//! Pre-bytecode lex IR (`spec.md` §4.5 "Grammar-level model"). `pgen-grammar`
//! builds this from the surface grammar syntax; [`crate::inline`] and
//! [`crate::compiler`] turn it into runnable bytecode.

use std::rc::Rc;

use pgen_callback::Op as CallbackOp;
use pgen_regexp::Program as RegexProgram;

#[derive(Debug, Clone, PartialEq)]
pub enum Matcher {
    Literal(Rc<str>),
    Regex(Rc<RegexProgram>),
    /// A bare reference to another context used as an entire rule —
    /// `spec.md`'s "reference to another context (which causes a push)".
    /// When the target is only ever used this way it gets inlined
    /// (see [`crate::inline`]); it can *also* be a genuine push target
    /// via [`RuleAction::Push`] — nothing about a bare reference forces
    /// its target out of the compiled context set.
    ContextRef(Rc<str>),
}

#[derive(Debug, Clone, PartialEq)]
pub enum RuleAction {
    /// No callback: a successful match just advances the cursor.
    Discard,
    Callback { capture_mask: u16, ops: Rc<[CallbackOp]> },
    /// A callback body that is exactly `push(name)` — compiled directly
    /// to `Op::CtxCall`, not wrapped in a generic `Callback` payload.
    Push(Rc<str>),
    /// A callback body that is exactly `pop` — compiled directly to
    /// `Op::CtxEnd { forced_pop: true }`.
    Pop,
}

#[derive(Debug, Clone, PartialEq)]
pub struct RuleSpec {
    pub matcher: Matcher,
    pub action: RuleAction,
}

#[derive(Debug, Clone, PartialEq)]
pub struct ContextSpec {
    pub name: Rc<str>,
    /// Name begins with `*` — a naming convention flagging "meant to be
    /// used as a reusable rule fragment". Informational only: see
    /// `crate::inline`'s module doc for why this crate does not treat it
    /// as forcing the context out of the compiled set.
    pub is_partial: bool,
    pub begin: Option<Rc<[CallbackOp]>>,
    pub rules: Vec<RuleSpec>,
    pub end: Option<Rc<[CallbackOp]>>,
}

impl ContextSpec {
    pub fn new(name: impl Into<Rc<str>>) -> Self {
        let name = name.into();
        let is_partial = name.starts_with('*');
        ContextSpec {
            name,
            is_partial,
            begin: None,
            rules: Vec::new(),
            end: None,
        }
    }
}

▸ Exercise objective: Restate, word for word and with nothing added, the lines from the beginning of the records above through the line that contains "use pgen_regexp::Program as RegexProgram;".

▸ Output below:
//! Pre-bytecode lex IR (`spec.md` §4.5 "Grammar-level model"). `pgen-grammar`
//! builds this from the surface grammar syntax; [`crate::inline`] and
//! [`crate::compiler`] turn it into runnable bytecode.

use std::rc::Rc;

use pgen_callback::Op as CallbackOp;
use pgen_regexp::Program as RegexProgram;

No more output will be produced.